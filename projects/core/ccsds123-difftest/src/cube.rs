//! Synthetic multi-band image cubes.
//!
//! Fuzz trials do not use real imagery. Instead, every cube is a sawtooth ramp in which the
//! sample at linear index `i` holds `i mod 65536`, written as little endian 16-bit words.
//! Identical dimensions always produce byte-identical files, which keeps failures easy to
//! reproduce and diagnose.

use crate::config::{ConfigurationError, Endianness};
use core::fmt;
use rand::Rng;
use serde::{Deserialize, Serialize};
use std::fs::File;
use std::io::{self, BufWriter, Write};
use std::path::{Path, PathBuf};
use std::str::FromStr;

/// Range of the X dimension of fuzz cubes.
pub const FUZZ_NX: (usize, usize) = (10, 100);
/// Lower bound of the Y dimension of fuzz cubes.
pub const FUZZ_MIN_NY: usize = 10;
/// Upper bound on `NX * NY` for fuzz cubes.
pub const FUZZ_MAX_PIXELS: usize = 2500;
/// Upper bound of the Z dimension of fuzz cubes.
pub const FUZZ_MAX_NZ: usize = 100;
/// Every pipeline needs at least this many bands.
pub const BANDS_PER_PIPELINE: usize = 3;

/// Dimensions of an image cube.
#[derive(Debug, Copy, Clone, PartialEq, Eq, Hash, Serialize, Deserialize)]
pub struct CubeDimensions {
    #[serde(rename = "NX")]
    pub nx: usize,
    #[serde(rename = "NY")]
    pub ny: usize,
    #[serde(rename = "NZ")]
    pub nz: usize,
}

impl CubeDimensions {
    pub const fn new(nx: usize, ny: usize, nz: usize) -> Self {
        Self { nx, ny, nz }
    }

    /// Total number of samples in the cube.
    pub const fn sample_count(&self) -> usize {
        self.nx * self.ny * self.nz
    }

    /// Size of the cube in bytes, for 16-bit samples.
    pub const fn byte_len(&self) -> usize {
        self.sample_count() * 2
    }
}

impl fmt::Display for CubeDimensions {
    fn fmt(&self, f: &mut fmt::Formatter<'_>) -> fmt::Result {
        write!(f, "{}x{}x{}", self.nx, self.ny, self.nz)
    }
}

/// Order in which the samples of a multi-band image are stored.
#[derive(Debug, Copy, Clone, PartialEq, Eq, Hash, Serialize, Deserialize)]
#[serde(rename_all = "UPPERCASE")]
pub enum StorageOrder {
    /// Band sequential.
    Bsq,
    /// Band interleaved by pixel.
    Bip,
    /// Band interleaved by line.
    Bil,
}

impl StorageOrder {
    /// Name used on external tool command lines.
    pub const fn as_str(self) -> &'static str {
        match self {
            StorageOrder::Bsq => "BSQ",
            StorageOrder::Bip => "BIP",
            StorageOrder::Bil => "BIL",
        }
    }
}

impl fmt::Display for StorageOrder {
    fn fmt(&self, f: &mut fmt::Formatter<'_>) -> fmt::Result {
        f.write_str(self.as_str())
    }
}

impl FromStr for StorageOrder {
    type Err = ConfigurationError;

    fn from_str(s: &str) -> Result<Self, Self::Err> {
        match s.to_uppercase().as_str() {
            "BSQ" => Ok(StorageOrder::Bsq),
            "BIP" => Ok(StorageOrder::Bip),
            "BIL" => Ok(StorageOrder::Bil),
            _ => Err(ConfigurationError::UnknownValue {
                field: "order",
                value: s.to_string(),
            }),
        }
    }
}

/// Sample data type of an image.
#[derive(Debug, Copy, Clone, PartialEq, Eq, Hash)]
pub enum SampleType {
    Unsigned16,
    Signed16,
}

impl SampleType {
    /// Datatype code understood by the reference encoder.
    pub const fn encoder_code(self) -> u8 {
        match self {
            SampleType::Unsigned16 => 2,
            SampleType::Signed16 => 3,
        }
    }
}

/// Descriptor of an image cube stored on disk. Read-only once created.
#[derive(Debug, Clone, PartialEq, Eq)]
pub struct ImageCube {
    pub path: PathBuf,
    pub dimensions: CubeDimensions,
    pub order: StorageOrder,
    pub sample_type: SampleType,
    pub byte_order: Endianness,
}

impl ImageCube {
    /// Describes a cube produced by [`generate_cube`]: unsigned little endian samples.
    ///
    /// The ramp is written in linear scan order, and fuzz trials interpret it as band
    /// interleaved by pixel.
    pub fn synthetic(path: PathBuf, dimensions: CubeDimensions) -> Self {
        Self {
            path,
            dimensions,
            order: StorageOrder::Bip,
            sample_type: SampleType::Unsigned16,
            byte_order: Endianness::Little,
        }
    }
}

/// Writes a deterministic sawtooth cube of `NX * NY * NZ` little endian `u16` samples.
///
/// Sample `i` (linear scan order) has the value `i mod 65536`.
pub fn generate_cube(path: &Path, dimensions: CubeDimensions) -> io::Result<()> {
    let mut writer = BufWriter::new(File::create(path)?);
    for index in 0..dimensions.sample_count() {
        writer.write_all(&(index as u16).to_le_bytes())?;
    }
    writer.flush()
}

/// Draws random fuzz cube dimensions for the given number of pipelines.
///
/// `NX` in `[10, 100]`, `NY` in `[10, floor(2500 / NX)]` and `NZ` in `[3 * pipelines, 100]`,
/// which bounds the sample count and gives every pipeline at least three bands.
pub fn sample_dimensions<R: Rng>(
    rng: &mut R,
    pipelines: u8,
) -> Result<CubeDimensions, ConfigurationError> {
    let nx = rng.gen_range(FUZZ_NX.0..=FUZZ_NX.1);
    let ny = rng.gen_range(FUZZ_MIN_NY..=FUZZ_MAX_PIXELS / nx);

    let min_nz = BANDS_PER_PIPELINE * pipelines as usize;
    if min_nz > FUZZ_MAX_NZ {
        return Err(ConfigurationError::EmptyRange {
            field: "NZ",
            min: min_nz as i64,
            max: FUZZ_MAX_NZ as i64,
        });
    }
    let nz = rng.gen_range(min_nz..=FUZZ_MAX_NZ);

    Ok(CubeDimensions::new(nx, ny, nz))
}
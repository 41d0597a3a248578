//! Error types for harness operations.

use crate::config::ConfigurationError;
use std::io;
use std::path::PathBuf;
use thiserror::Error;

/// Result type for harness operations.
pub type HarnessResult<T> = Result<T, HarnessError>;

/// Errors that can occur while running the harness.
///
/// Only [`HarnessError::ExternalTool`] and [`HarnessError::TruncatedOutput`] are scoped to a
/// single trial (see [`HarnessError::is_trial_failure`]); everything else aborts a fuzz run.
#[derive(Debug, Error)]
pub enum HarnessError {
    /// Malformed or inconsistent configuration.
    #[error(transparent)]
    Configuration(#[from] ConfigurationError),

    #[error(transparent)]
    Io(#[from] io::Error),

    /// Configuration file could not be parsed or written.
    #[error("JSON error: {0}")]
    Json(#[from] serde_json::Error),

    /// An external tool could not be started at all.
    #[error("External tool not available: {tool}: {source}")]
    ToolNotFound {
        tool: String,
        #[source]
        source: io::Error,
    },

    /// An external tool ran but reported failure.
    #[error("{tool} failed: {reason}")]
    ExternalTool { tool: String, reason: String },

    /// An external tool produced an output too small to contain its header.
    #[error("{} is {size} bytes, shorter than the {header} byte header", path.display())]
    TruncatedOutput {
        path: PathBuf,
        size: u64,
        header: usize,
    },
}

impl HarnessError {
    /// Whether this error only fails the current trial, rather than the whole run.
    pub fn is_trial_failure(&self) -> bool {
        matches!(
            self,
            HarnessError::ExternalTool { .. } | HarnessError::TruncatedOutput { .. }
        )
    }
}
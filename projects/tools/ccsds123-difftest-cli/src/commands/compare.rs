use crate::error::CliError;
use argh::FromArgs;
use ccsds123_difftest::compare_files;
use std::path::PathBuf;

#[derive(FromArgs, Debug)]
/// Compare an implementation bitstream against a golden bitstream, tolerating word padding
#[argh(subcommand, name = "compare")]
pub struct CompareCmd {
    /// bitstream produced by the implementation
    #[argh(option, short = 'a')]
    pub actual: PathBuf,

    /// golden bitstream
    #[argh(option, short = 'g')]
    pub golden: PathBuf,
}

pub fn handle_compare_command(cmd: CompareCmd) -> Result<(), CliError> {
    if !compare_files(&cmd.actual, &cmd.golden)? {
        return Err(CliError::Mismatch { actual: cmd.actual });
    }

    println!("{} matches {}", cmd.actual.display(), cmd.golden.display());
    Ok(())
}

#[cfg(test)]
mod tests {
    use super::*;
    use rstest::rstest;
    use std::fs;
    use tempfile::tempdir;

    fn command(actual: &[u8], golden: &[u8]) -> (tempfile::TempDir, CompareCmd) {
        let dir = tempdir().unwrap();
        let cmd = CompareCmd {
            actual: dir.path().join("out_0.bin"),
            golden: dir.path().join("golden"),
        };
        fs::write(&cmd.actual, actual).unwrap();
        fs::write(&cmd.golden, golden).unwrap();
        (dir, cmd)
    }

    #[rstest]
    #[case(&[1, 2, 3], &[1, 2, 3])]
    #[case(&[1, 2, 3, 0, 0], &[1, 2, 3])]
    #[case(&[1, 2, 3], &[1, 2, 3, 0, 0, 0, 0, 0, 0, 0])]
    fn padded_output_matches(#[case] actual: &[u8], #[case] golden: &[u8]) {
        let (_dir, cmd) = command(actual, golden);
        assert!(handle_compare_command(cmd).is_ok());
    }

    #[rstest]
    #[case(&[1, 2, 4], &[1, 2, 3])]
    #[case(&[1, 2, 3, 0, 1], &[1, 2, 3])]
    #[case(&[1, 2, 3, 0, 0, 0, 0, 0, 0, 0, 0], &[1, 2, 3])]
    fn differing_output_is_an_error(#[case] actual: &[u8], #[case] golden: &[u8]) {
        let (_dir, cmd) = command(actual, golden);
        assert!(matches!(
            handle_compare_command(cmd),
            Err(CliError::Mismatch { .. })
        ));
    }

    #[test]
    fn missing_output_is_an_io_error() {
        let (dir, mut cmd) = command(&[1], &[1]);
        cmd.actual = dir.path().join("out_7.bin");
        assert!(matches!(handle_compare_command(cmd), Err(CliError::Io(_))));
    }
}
______
Some lines of the data may hold the word "BufWriter". Say how many do, with nothing else.

» **ANSWER BOX**
2